Tom Large, President & CEO, stated: "It is ironic that our research into gaining qualified opinion in regards to twisted wrists and Section 508 brought our attention to these documents. Lack of attention to the 'wrist twist and pinch or excessive grip' Standard of Section 508 Law could mean in some cases the provision of Accessible Technology to the benefit of persons with disability, according to OSHA [from the CTS and nerve damage quote above], could create the possibility under the circumstances described for disability. Yet despite this Federal Government spends billions of dollars on IT, which includes standalone computer mice or a computer mouse as a part of a system, under vendor self assertions of Section 508 compliance, or under no apparent assertion at all. Vendor assertions are public documents and can be found via the website.

"A combination of our Neutral Posture Gripless hardware design and Neutral Posture Clickless software, supported by Brakemoor™ passive break Anti.Fatigue™ software, we believe provides a comprehensive solution to the hazardous circumstances identified by OSHA that impact both keyboard and mouse users. It is gratifying to see that in relation to computer mouse input specifically and postural fatigue in general this Company and eight years of investigation by the Dept of Labor and OSHA have reached the same conclusions.

"EP law came in and out of effect some 18 months before we commenced sales of our products. Were the same Law proposed today, which could restrict the use of our products in the workplace to just four hours total per day, we would feel compelled to disclose that fact to the market. Along with consideration as to any potential impact that both OSHA findings and the Law may have upon this Company's business; as we have done in the past over Section 508 issues [that where resolved in our favor].

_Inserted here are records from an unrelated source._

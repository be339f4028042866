use super::Decimal;
use rust_decimal::prelude::ToPrimitive;
use serde::{Deserialize, Deserializer, Serialize};

/// Number of fractional digits in one major currency unit (cents).
pub const MINOR_UNIT_SCALE: u32 = 2;

/// Why a decimal value could not become an [`Amount`].
#[derive(Debug, Clone, Copy, PartialEq, Eq, thiserror::Error)]
pub enum AmountError {
    #[error("amount must not be negative")]
    Negative,
    #[error("amount must be greater than zero")]
    NotPositive,
    #[error("amount has more than 2 fractional digits")]
    TooPrecise,
    #[error("amount is out of range")]
    OutOfRange,
}

/// A non-negative monetary amount stored as an integer count of minor units.
///
/// Built from a [`Decimal`] in major units. Values that would need rounding
/// (e.g. `10.005`) are rejected instead of rounded.
#[derive(Debug, Clone, Copy, Default, PartialEq, Eq, PartialOrd, Ord, Hash, Serialize)]
#[serde(into = "Decimal")]
pub struct Amount(i64);

impl Amount {
    pub const ZERO: Amount = Amount(0);

    /// Build an amount from a raw count of minor units.
    pub fn from_minor_units(units: i64) -> Result<Self, AmountError> {
        if units < 0 {
            return Err(AmountError::Negative);
        }
        Ok(Self(units))
    }

    /// Build an amount that must be strictly positive, as required for a transfer.
    pub fn positive(value: Decimal) -> Result<Self, AmountError> {
        let amount = Self::try_from(value)?;
        if amount.is_zero() {
            return Err(AmountError::NotPositive);
        }
        Ok(amount)
    }

    pub fn minor_units(self) -> i64 {
        self.0
    }

    pub fn is_zero(self) -> bool {
        self.0 == 0
    }

    pub fn to_decimal(self) -> Decimal {
        Decimal::new(self.0, MINOR_UNIT_SCALE)
    }

    /// Apply a signed delta in minor units.
    ///
    /// Returns `None` when the result would be negative or overflow.
    pub fn checked_apply(self, delta: i64) -> Option<Self> {
        let units = self.0.checked_add(delta)?;
        (units >= 0).then_some(Self(units))
    }

    pub fn checked_add(self, other: Self) -> Option<Self> {
        self.0.checked_add(other.0).map(Self)
    }
}

impl TryFrom<Decimal> for Amount {
    type Error = AmountError;

    fn try_from(value: Decimal) -> Result<Self, Self::Error> {
        if value.is_sign_negative() && !value.is_zero() {
            return Err(AmountError::Negative);
        }
        // trailing zeros don't count towards precision: 10.5000 == 10.50
        let value = value.normalize();
        if value.scale() > MINOR_UNIT_SCALE {
            return Err(AmountError::TooPrecise);
        }
        let units = value
            .checked_mul(Decimal::ONE_HUNDRED)
            .and_then(|units| units.to_i64())
            .ok_or(AmountError::OutOfRange)?;
        Ok(Self(units))
    }
}

/// Parsed from the exact decimal text, never through a float.
impl<'de> Deserialize<'de> for Amount {
    fn deserialize<D: Deserializer<'de>>(deserializer: D) -> Result<Self, D::Error> {
        let value = rust_decimal::serde::str::deserialize(deserializer)?;
        Self::try_from(value).map_err(serde::de::Error::custom)
    }
}

impl From<Amount> for Decimal {
    fn from(amount: Amount) -> Self {
        amount.to_decimal()
    }
}

impl std::fmt::Display for Amount {
    fn fmt(&self, f: &mut std::fmt::Formatter<'_>) -> std::fmt::Result {
        write!(f, "{}", self.to_decimal())
    }
}

#[cfg(test)]
mod tests {
    use super::*;
    use rust_decimal_macros::dec;

    #[test]
    fn test_converts_major_units_to_minor_units() {
        assert_eq!(Amount::try_from(dec!(10)).unwrap().minor_units(), 1000);
        assert_eq!(Amount::try_from(dec!(10.5)).unwrap().minor_units(), 1050);
        assert_eq!(Amount::try_from(dec!(0.01)).unwrap().minor_units(), 1);
        assert_eq!(Amount::try_from(dec!(0)).unwrap(), Amount::ZERO);
    }

    #[test]
    fn test_trailing_zeros_are_not_extra_precision() {
        assert_eq!(
            Amount::try_from(dec!(10.5000)).unwrap(),
            Amount::try_from(dec!(10.5)).unwrap()
        );
    }

    #[test]
    fn test_rejects_fractional_minor_units() {
        assert_eq!(Amount::try_from(dec!(10.005)), Err(AmountError::TooPrecise));
        assert_eq!(Amount::try_from(dec!(0.001)), Err(AmountError::TooPrecise));
    }

    #[test]
    fn test_rejects_negative_values() {
        assert_eq!(Amount::try_from(dec!(-5)), Err(AmountError::Negative));
        assert_eq!(Amount::from_minor_units(-1), Err(AmountError::Negative));
    }

    #[test]
    fn test_negative_zero_is_zero() {
        assert_eq!(Amount::try_from(dec!(-0.00)).unwrap(), Amount::ZERO);
    }

    #[test]
    fn test_rejects_values_beyond_i64_minor_units() {
        assert_eq!(
            Amount::try_from(Decimal::MAX),
            Err(AmountError::OutOfRange)
        );
    }

    #[test]
    fn test_positive_rejects_zero() {
        assert_eq!(Amount::positive(dec!(0)), Err(AmountError::NotPositive));
        assert_eq!(Amount::positive(dec!(-5)), Err(AmountError::Negative));
        assert!(Amount::positive(dec!(0.01)).is_ok());
    }

    #[test]
    fn test_checked_apply_never_goes_negative() {
        let amount = Amount::from_minor_units(100).unwrap();
        assert_eq!(amount.checked_apply(-100), Some(Amount::ZERO));
        assert_eq!(amount.checked_apply(-101), None);
        assert_eq!(amount.checked_apply(i64::MAX), None);
    }

    #[test]
    fn test_displays_two_fractional_digits() {
        assert_eq!(Amount::from_minor_units(1050).unwrap().to_string(), "10.50");
        assert_eq!(Amount::ZERO.to_string(), "0.00");
    }

    #[test]
    fn test_repeated_increments_do_not_drift() {
        let dime = Amount::try_from(dec!(0.1)).unwrap();
        let mut total = Amount::ZERO;
        for _ in 0..10 {
            total = total.checked_add(dime).unwrap();
        }
        assert_eq!(total, Amount::try_from(dec!(1)).unwrap());
    }
}
//! Basic example of using the `TransferEngine`.
//!
//! Run with: `cargo run --example basic`

use rust_decimal::Decimal;
use std::io::Cursor;
use std::str::FromStr;
use std::sync::Arc;
use transfer_ledger::{EngineConfig, InMemoryAccountStore, OwnerId, TransferEngine};

fn main() {
    // Initialize logger (optional, but shows what's happening)
    env_logger::Builder::from_env(env_logger::Env::default().default_filter_or("info")).init();

    let accounts = r"owner,balance
alice,100.00
bob,20.00
carol,0
";

    // Sample transfers as CSV
    let transfers = r"from,to,amount
alice,bob,30
bob,carol,45.50
carol,alice,0.50
alice,alice,10
bob,dave,1
carol,bob,1000
";

    // Create engine and seed accounts
    let config = EngineConfig::default();
    let engine = TransferEngine::new(Arc::new(InMemoryAccountStore::from_config(&config)), config);
    engine
        .load_accounts(Cursor::new(accounts))
        .expect("Failed to load accounts");

    // Process the batch on two workers
    let report = engine
        .process_transfers(Cursor::new(transfers), 2)
        .expect("Failed to process transfers");
    println!("\n=== Batch Report ===\n{report:?}");

    // A single request, the way a request handler would issue it
    let amount = Decimal::from_str("5").expect("valid decimal");
    match engine.transfer(&OwnerId::from("bob"), &OwnerId::from("alice"), amount) {
        Ok(()) => println!("bob -> alice: ok"),
        Err(err) => println!("bob -> alice: {} ({err})", err.status_code()),
    }

    // Export results to stdout
    println!("\n=== Final Account State ===");
    engine
        .export_accounts(std::io::stdout())
        .expect("Failed to export accounts");
}
//! Engine tuning knobs.
//!
//! Loaded from an optional JSON file:
//! ```json
//! { "maxAttempts": 3, "retryBackoffMs": 5, "lockTimeoutMs": 250 }
//! ```
//! Missing keys fall back to the defaults.

use std::path::Path;
use std::time::Duration;

use serde::Deserialize;

const DEFAULT_MAX_ATTEMPTS: u32 = 3;
const DEFAULT_RETRY_BACKOFF_MS: u64 = 5;
const DEFAULT_LOCK_TIMEOUT_MS: u64 = 250;

#[derive(Debug, Clone, Copy, PartialEq, Eq, Deserialize)]
#[serde(rename_all = "camelCase", default)]
struct ConfigFile {
    max_attempts: u32,
    retry_backoff_ms: u64,
    lock_timeout_ms: u64,
}

impl Default for ConfigFile {
    fn default() -> Self {
        Self {
            max_attempts: DEFAULT_MAX_ATTEMPTS,
            retry_backoff_ms: DEFAULT_RETRY_BACKOFF_MS,
            lock_timeout_ms: DEFAULT_LOCK_TIMEOUT_MS,
        }
    }
}

#[derive(Debug, Clone, Copy, PartialEq, Eq)]
pub struct EngineConfig {
    /// Total attempts for one transfer, first try included. Never below 1.
    pub max_attempts: u32,
    /// Delay before the first retry; doubles on each further retry.
    pub retry_backoff: Duration,
    /// Longest a transaction waits for an account lock before reporting a conflict.
    pub lock_timeout: Duration,
}

impl Default for EngineConfig {
    fn default() -> Self {
        ConfigFile::default().into()
    }
}

impl From<ConfigFile> for EngineConfig {
    fn from(file: ConfigFile) -> Self {
        Self {
            max_attempts: file.max_attempts.max(1),
            retry_backoff: Duration::from_millis(file.retry_backoff_ms),
            lock_timeout: Duration::from_millis(file.lock_timeout_ms),
        }
    }
}

impl EngineConfig {
    /// Parse a JSON config document.
    pub fn from_json(json: &str) -> Result<Self, serde_json::Error> {
        let file: ConfigFile = serde_json::from_str(json)?;
        Ok(file.into())
    }

    /// Read a JSON config file.
    pub fn load(path: &Path) -> Result<Self, super::Error> {
        let content = std::fs::read_to_string(path)?;
        Ok(Self::from_json(&content)?)
    }

    #[must_use]
    pub fn with_max_attempts(mut self, max_attempts: u32) -> Self {
        self.max_attempts = max_attempts.max(1);
        self
    }

    #[must_use]
    pub fn with_retry_backoff(mut self, retry_backoff: Duration) -> Self {
        self.retry_backoff = retry_backoff;
        self
    }

    #[must_use]
    pub fn with_lock_timeout(mut self, lock_timeout: Duration) -> Self {
        self.lock_timeout = lock_timeout;
        self
    }

    /// Sleep before attempt number `attempt` (1-based; the first attempt never waits).
    pub fn backoff_before(&self, attempt: u32) -> Duration {
        match attempt {
            0 | 1 => Duration::ZERO,
            n => self.retry_backoff.saturating_mul(1_u32 << (n - 2).min(16)),
        }
    }
}
#[cfg(test)]
mod tests {
    use super::*;
    use crate::engine::amount::AmountError;
    use crate::engine::store::{InMemoryAccountStore, StoreFault};
    use rust_decimal_macros::dec;
    use std::time::Duration;

    fn owner(id: &str) -> OwnerId {
        OwnerId::from(id)
    }

    fn amount(value: Decimal) -> Amount {
        Amount::try_from(value).unwrap()
    }

    fn engine_with(accounts: &[(&str, Decimal)]) -> TransferEngine<InMemoryAccountStore> {
        let config = EngineConfig::default().with_retry_backoff(Duration::ZERO);
        let engine = TransferEngine::new(Arc::new(InMemoryAccountStore::default()), config);
        for (id, balance) in accounts {
            engine.open_account(owner(id), amount(*balance)).unwrap();
        }
        engine
    }

    fn balance(engine: &TransferEngine<InMemoryAccountStore>, id: &str) -> Decimal {
        engine.balance(&owner(id)).unwrap().to_decimal()
    }

    #[test]
    fn test_transfer_moves_funds() {
        let engine = engine_with(&[("alice", dec!(100)), ("bob", dec!(0))]);
        engine
            .transfer(&owner("alice"), &owner("bob"), dec!(25.50))
            .unwrap();

        assert_eq!(balance(&engine, "alice"), dec!(74.50));
        assert_eq!(balance(&engine, "bob"), dec!(25.50));
    }

    #[test]
    fn test_transfer_of_exact_balance_empties_source() {
        let engine = engine_with(&[("alice", dec!(100)), ("bob", dec!(0))]);
        engine
            .transfer(&owner("alice"), &owner("bob"), dec!(100))
            .unwrap();

        assert_eq!(balance(&engine, "alice"), dec!(0));
        assert_eq!(balance(&engine, "bob"), dec!(100));
    }

    #[test]
    fn test_transfer_in_reverse_lock_order() {
        let engine = engine_with(&[("alice", dec!(0)), ("bob", dec!(30))]);
        engine
            .transfer(&owner("bob"), &owner("alice"), dec!(10))
            .unwrap();

        assert_eq!(balance(&engine, "alice"), dec!(10));
        assert_eq!(balance(&engine, "bob"), dec!(20));
    }

    #[test]
    fn test_missing_source() {
        let engine = engine_with(&[("bob", dec!(0))]);
        let err = engine
            .transfer(&owner("ghost"), &owner("bob"), dec!(1))
            .unwrap_err();
        assert_eq!(
            err,
            TransferError::SourceNotFound {
                owner: owner("ghost")
            }
        );
        assert_eq!(balance(&engine, "bob"), dec!(0));
    }

    #[test]
    fn test_missing_source_reported_before_missing_destination() {
        let engine = engine_with(&[]);
        let err = engine
            .transfer(&owner("ghost"), &owner("phantom"), dec!(1))
            .unwrap_err();
        assert!(matches!(err, TransferError::SourceNotFound { .. }));
    }

    #[test]
    fn test_insufficient_balance_reported_before_missing_destination() {
        let engine = engine_with(&[("alice", dec!(5))]);
        let err = engine
            .transfer(&owner("alice"), &owner("ghost"), dec!(10))
            .unwrap_err();
        assert_eq!(
            err,
            TransferError::InsufficientBalance {
                owner: owner("alice"),
                available: amount(dec!(5)),
                requested: amount(dec!(10)),
            }
        );
    }

    #[test]
    fn test_missing_destination_leaves_source_untouched() {
        let engine = engine_with(&[("alice", dec!(50))]);
        let err = engine
            .transfer(&owner("alice"), &owner("ghost"), dec!(10))
            .unwrap_err();

        assert_eq!(
            err,
            TransferError::DestinationNotFound {
                owner: owner("ghost")
            }
        );
        assert_eq!(balance(&engine, "alice"), dec!(50));
    }

    #[test]
    fn test_self_transfer_rejected_even_with_funds() {
        let engine = engine_with(&[("alice", dec!(50))]);
        let err = engine
            .transfer(&owner("alice"), &owner("alice"), dec!(10))
            .unwrap_err();
        assert_eq!(err, TransferError::SelfTransfer);
        assert_eq!(balance(&engine, "alice"), dec!(50));
    }

    #[test]
    fn test_invalid_amounts() {
        let engine = engine_with(&[("alice", dec!(50)), ("bob", dec!(0))]);
        for (value, reason) in [
            (dec!(0), AmountError::NotPositive),
            (dec!(-5), AmountError::Negative),
            (dec!(0.005), AmountError::TooPrecise),
        ] {
            let err = engine
                .transfer(&owner("alice"), &owner("bob"), value)
                .unwrap_err();
            assert_eq!(
                err,
                TransferError::InvalidAmount {
                    amount: value,
                    reason
                }
            );
        }
        assert_eq!(balance(&engine, "alice"), dec!(50));
    }

    #[test]
    fn test_conflicts_are_retried_from_scratch() {
        let engine = engine_with(&[("alice", dec!(50)), ("bob", dec!(0))]);
        engine.store().inject_fault(StoreFault::Conflict);
        engine.store().inject_fault(StoreFault::Conflict);

        engine
            .transfer(&owner("alice"), &owner("bob"), dec!(20))
            .unwrap();

        assert_eq!(engine.store().pending_faults(), 0);
        assert_eq!(balance(&engine, "alice"), dec!(30));
        assert_eq!(balance(&engine, "bob"), dec!(20));
    }

    #[test]
    fn test_exhausted_retries_surface_as_storage_failure() {
        let engine = engine_with(&[("alice", dec!(50)), ("bob", dec!(0))]);
        for _ in 0..3 {
            engine.store().inject_fault(StoreFault::Conflict);
        }

        let err = engine
            .transfer(&owner("alice"), &owner("bob"), dec!(20))
            .unwrap_err();

        assert!(matches!(err, TransferError::StorageFailure(_)));
        assert_eq!(err.status_code(), 500);
        assert_eq!(balance(&engine, "alice"), dec!(50));
        assert_eq!(balance(&engine, "bob"), dec!(0));
    }

    #[test]
    fn test_single_attempt_reports_transient_conflict() {
        let engine = engine_with(&[("alice", dec!(50)), ("bob", dec!(0))]);
        engine.store().inject_fault(StoreFault::Conflict);
        let request = TransferRequest::new(owner("alice"), owner("bob"), dec!(1)).unwrap();

        let err = engine.execute_once(&request).unwrap_err();
        assert!(matches!(err, TransferError::TransientConflict(_)));
    }

    #[test]
    fn test_outage_is_not_retried() {
        let engine = engine_with(&[("alice", dec!(50)), ("bob", dec!(0))]);
        engine.store().inject_fault(StoreFault::Unavailable);
        engine.store().inject_fault(StoreFault::Conflict);

        let err = engine
            .transfer(&owner("alice"), &owner("bob"), dec!(20))
            .unwrap_err();

        assert!(matches!(err, TransferError::StorageFailure(_)));
        // the queued conflict was never reached
        assert_eq!(engine.store().pending_faults(), 1);
        assert_eq!(balance(&engine, "alice"), dec!(50));
    }

    #[test]
    fn test_balance_of_unknown_owner() {
        let engine = engine_with(&[]);
        let err = engine.balance(&owner("ghost")).unwrap_err();
        assert_eq!(
            err,
            QueryError::NotFound {
                owner: owner("ghost")
            }
        );
        assert_eq!(err.status_code(), 404);
    }

    #[test]
    fn test_batch_report_counts_by_kind() {
        let engine = engine_with(&[]);
        engine
            .load_accounts("owner,balance\nalice,100\nbob,0\n".as_bytes())
            .unwrap();

        let report = engine
            .process_transfers(
                "from,to,amount\nalice,bob,60\nalice,bob,60\nalice,alice,1\nbob,ghost,1\n".as_bytes(),
                1,
            )
            .unwrap();

        assert_eq!(report.succeeded, 1);
        assert_eq!(report.failed, 3);
        assert_eq!(report.failures_of("insufficient_balance"), 1);
        assert_eq!(report.failures_of("self_transfer"), 1);
        assert_eq!(report.failures_of("destination_not_found"), 1);
        assert_eq!(balance(&engine, "alice"), dec!(40));
        assert_eq!(balance(&engine, "bob"), dec!(60));
    }

    #[test]
    fn test_load_accounts_rejects_fractional_cents() {
        let engine = engine_with(&[]);
        let err = engine
            .load_accounts("owner,balance\nalice,1.005\n".as_bytes())
            .unwrap_err();
        assert!(matches!(
            err,
            Error::InvalidAccount {
                reason: AmountError::TooPrecise,
                ..
            }
        ));
    }

    #[test]
    fn test_load_accounts_rejects_duplicates() {
        let engine = engine_with(&[]);
        let err = engine
            .load_accounts("owner,balance\nalice,1\nalice,2\n".as_bytes())
            .unwrap_err();
        assert!(matches!(err, Error::Store(StoreError::AccountExists(_))));
    }
}
mod memory;

pub use memory::{InMemoryAccountStore, InMemoryTransaction, StoreFault};

use super::account::{Account, OwnerId};
use super::amount::Amount;
use super::error::StoreError;

/// Durable keyed storage of account balances.
///
/// Any store that offers these primitives with row-level locking (or
/// optimistic concurrency with conflict detection) can back the engine.
pub trait AccountStore: Send + Sync {
    type Transaction<'a>: StoreTransaction
    where
        Self: 'a;

    /// Open a transaction. Nothing is locked until an account is read through it.
    fn begin(&self) -> Result<Self::Transaction<'_>, StoreError>;

    /// Create the account for `owner`. Each owner gets exactly one account.
    fn create_account(&self, owner: OwnerId, balance: Amount) -> Result<(), StoreError>;

    /// Read committed state without taking any lock.
    fn read_committed(&self, owner: &OwnerId) -> Result<Option<Account>, StoreError>;

    /// Snapshot of all committed accounts, ordered by owner.
    fn accounts(&self) -> Result<Vec<Account>, StoreError>;
}

/// One atomic, isolated unit of work against an [`AccountStore`].
///
/// Dropping a transaction without committing aborts it.
pub trait StoreTransaction: Sized {
    /// Read `owner`'s account, locking it until the transaction ends.
    /// Pending increments made by this transaction are visible.
    fn read_account(&mut self, owner: &OwnerId) -> Result<Option<Account>, StoreError>;

    /// Add `delta` minor units to `owner`'s balance when the transaction commits.
    fn increment_balance(&mut self, owner: &OwnerId, delta: i64) -> Result<(), StoreError>;

    /// Apply every pending increment, or none of them.
    fn commit(self) -> Result<(), StoreError>;

    /// Discard pending increments and release locks.
    fn abort(self);
}
use super::amount::Amount;
use serde::{Deserialize, Serialize};

/// Stable identifier of the user that owns an account.
///
/// Supplied by the identity resolver and trusted as-is. Ordering is used to
/// acquire account locks in a deterministic order.
#[derive(Debug, Clone, PartialEq, Eq, PartialOrd, Ord, Hash, Serialize, Deserialize)]
#[serde(transparent)]
pub struct OwnerId(String);

impl OwnerId {
    pub fn new(id: impl Into<String>) -> Self {
        Self(id.into())
    }

    pub fn as_str(&self) -> &str {
        &self.0
    }
}

impl From<&str> for OwnerId {
    fn from(id: &str) -> Self {
        Self::new(id)
    }
}

impl From<String> for OwnerId {
    fn from(id: String) -> Self {
        Self(id)
    }
}

impl std::fmt::Display for OwnerId {
    fn fmt(&self, f: &mut std::fmt::Formatter<'_>) -> std::fmt::Result {
        f.write_str(&self.0)
    }
}

/// A balance record owned by exactly one user.
#[derive(Debug, Clone, Serialize, Deserialize, PartialEq, Eq)]
pub struct Account {
    #[serde(rename = "owner")]
    owner_id: OwnerId,
    balance: Amount,
}

impl Account {
    pub fn new(owner_id: OwnerId, balance: Amount) -> Self {
        Self { owner_id, balance }
    }

    /// Returns the owner ID
    pub fn owner_id(&self) -> &OwnerId {
        &self.owner_id
    }

    /// Returns the current balance
    pub fn balance(&self) -> Amount {
        self.balance
    }

    /// Whether the balance covers a debit of `amount`.
    pub fn can_cover(&self, amount: Amount) -> bool {
        self.balance >= amount
    }
}
//! Transfer engine module.
//!
//! This module contains the core ledger logic including:
//! - `TransferEngine` - Atomic funds transfer, balance query and batch driver
//! - `Account` / `OwnerId` - Account records keyed by their owner
//! - `Amount` - Fixed-point money in minor units
//! - `AccountStore` - The transactional storage seam, plus an in-memory store
//! - `Error` types - Validation, query and storage errors

mod account;
mod amount;
mod config;
mod error;
mod request;
mod store;
mod transfer_engine;

pub(crate) use rust_decimal::Decimal;

pub use account::{Account, OwnerId};
pub use amount::{Amount, AmountError, MINOR_UNIT_SCALE};
pub use config::EngineConfig;
pub use error::{Error, QueryError, StoreError, TransferError};
pub use request::{TransferRecord, TransferRequest};
pub use store::{AccountStore, InMemoryAccountStore, InMemoryTransaction, StoreFault, StoreTransaction};
pub use transfer_engine::{BatchReport, TransferEngine};
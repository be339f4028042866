use super::account::OwnerId;
use super::amount::{Amount, AmountError};
use super::Decimal;

/// Top-level error type for batch input/output around the engine.
#[derive(Debug, thiserror::Error)]
pub enum Error {
    #[error("IO error: {0}")]
    Io(#[from] std::io::Error),
    #[error("CSV error: {0}")]
    Csv(#[from] csv::Error),
    #[error("Config error: {0}")]
    Config(#[from] serde_json::Error),
    #[error("Store error: {0}")]
    Store(#[from] StoreError),
    #[error("Invalid account record for {owner}: {reason}")]
    InvalidAccount { owner: OwnerId, reason: AmountError },
}

/// Errors reported by an account store.
#[derive(Debug, Clone, PartialEq, Eq, thiserror::Error)]
pub enum StoreError {
    /// Contention with another transaction; the whole unit of work may be retried.
    #[error("transaction conflict: {0}")]
    Conflict(String),
    #[error("account {0} already exists")]
    AccountExists(OwnerId),
    #[error("account {0} does not exist")]
    AccountMissing(OwnerId),
    #[error("commit would leave account {0} with an invalid balance")]
    ConstraintViolation(OwnerId),
    #[error("store unavailable: {0}")]
    Unavailable(String),
    #[error("store state poisoned by a panicked writer")]
    Poisoned,
}

impl StoreError {
    pub fn is_transient(&self) -> bool {
        matches!(self, StoreError::Conflict(_))
    }
}

/// Reasons a transfer was refused or failed.
///
/// Validation variants are listed in the order the engine checks them.
#[derive(Debug, Clone, PartialEq, Eq, thiserror::Error)]
pub enum TransferError {
    #[error("Invalid amount {amount}: {reason}")]
    InvalidAmount { amount: Decimal, reason: AmountError },

    #[error("Cannot transfer money to yourself")]
    SelfTransfer,

    #[error("Source account {owner} not found")]
    SourceNotFound { owner: OwnerId },

    #[error("Insufficient balance: {owner} has {available}, requested {requested}")]
    InsufficientBalance {
        owner: OwnerId,
        available: Amount,
        requested: Amount,
    },

    #[error("Receiver account {owner} not found")]
    DestinationNotFound { owner: OwnerId },

    /// Returned by a single attempt. The retrying entry points never surface it:
    /// running out of attempts is reported as `StorageFailure`.
    #[error("Transient store conflict: {0}")]
    TransientConflict(String),

    #[error("Storage failure: {0}")]
    StorageFailure(String),
}

impl TransferError {
    /// Transport status a boundary layer should answer with.
    pub fn status_code(&self) -> u16 {
        match self {
            TransferError::InvalidAmount { .. }
            | TransferError::SelfTransfer
            | TransferError::InsufficientBalance { .. } => 400,
            TransferError::SourceNotFound { .. } | TransferError::DestinationNotFound { .. } => {
                404
            }
            TransferError::TransientConflict(_) | TransferError::StorageFailure(_) => 500,
        }
    }

    /// Stable machine-readable name of the error kind.
    pub fn kind(&self) -> &'static str {
        match self {
            TransferError::InvalidAmount { .. } => "invalid_amount",
            TransferError::SelfTransfer => "self_transfer",
            TransferError::SourceNotFound { .. } => "source_not_found",
            TransferError::InsufficientBalance { .. } => "insufficient_balance",
            TransferError::DestinationNotFound { .. } => "destination_not_found",
            TransferError::TransientConflict(_) => "transient_conflict",
            TransferError::StorageFailure(_) => "storage_failure",
        }
    }
}

impl From<StoreError> for TransferError {
    fn from(err: StoreError) -> Self {
        match err {
            StoreError::Conflict(reason) => TransferError::TransientConflict(reason),
            other => TransferError::StorageFailure(other.to_string()),
        }
    }
}

/// Errors from the balance query.
#[derive(Debug, Clone, PartialEq, Eq, thiserror::Error)]
pub enum QueryError {
    #[error("Account {owner} not found")]
    NotFound { owner: OwnerId },
    #[error("Storage failure: {0}")]
    Storage(#[from] StoreError),
}

impl QueryError {
    pub fn status_code(&self) -> u16 {
        match self {
            QueryError::NotFound { .. } => 404,
            QueryError::Storage(_) => 500,
        }
    }
}
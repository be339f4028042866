//! A minimal ledger: accounts owned by users, and an engine that moves funds
//! between them atomically and safely under concurrent use.
//!
//! ```
//! use std::sync::Arc;
//! use rust_decimal_macros::dec;
//! use transfer_ledger::{Amount, EngineConfig, InMemoryAccountStore, OwnerId, TransferEngine};
//!
//! let engine = TransferEngine::new(Arc::new(InMemoryAccountStore::default()), EngineConfig::default());
//! let (alice, bob) = (OwnerId::from("alice"), OwnerId::from("bob"));
//! engine.open_account(alice.clone(), Amount::try_from(dec!(100)).unwrap()).unwrap();
//! engine.open_account(bob.clone(), Amount::ZERO).unwrap();
//!
//! engine.transfer(&alice, &bob, dec!(40)).unwrap();
//! assert_eq!(engine.balance(&alice).unwrap().to_decimal(), dec!(60));
//! assert_eq!(engine.balance(&bob).unwrap().to_decimal(), dec!(40));
//! ```

mod engine;

pub use engine::*;
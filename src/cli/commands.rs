pub(crate) use clap::Parser;
use std::path::PathBuf;

#[derive(Parser, Debug)]
#[command(
    name = "transfer-ledger",
    author,
    version,
    about = "Apply a batch of funds transfers to a set of accounts",
    long_about = None,
    after_help = "OUTPUT:\n    Final balances are printed to stdout in CSV format (owner,balance).\n    Use shell redirection to save to a file:\n\n    transfer-ledger --accounts accounts.csv transfers.csv > balances.csv"
)]
pub struct Args {
    /// Path to the transfers CSV file
    #[arg(
        index = 1,
        value_name = "FILE",
        help = "Input CSV file with columns: from, to, amount"
    )]
    pub transfers_file: PathBuf,

    /// Path to the opening balances CSV file
    #[arg(long, value_name = "FILE", help = "CSV file with columns: owner, balance")]
    pub accounts: PathBuf,

    /// Optional JSON engine config
    #[arg(long, value_name = "FILE", env = "LEDGER_CONFIG")]
    pub config: Option<PathBuf>,

    /// Number of worker threads executing transfers
    #[arg(long, default_value_t = 1, env = "LEDGER_WORKERS")]
    pub workers: usize,

    /// Attempts per transfer when the store reports a conflict (overrides config)
    #[arg(long, env = "LEDGER_MAX_ATTEMPTS")]
    pub max_attempts: Option<u32>,

    /// Longest wait for an account lock, in milliseconds (overrides config)
    #[arg(long, env = "LEDGER_LOCK_TIMEOUT_MS")]
    pub lock_timeout_ms: Option<u64>,
}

"Torbay shareholders should also appreciate that the EP did not anticipate the potential for computer mouse design improvements, such as we have made nor the impact that effective break timer software might have. If EP still prevailed today it might have taken an act of congress for us to have our product designs seen as not subscribing to the hazardous postures of other computer mice and have the four hour a day limitation waived in our favor. The same applies for our software that seeks to help manage the fatigue from currently unavoidable conventional keyboard posture. I believe President Bush said at the time of EP repeal, 'let industry sort out its own problems.' Our products respond to that call and, in regards to computer input, can reduce or eliminate all of the risks that OSHA identified as being associated with computer mouse designs of that time and help manage the fatigue risk of keyboards users via the use of our Brakemoor™ passive break timer software.

"We wish it to be clearly understood that we are prepared to discuss commercial rate licenses or product provision to all who currently sell what we consider, based upon OSHA's findings, are 'recognized hazard' technology mice. This is to ensure that the kinetic of the market is not disrupted and that our technology is made available to all who might benefit by it. This applies to hardware and software products."

Designer Appliances, Inc. is leading the way in the development of Anti.Fatigue™ tools and technologies to manage the impact that fatigue is now understood to have upon computer users. Anti.Fatigue™ design conforms to Universal Design criteria so produces products that are more "Accessible and Assistive" to all, including persons with dexterity impairment or disability. We are all capable of fatigue.

Safe Harbor Statement under the Private Securities Litigation Reform Act of 1995: The statements contained in this release that are not historical, are forward-looking statements that are subject to risks and uncertainties that could cause results to differ materially from those expressed in the forward-looking statements, including but not limited to, certain delays and risks detailed from time to time in the company's filings with the Securities and Exchange Commission.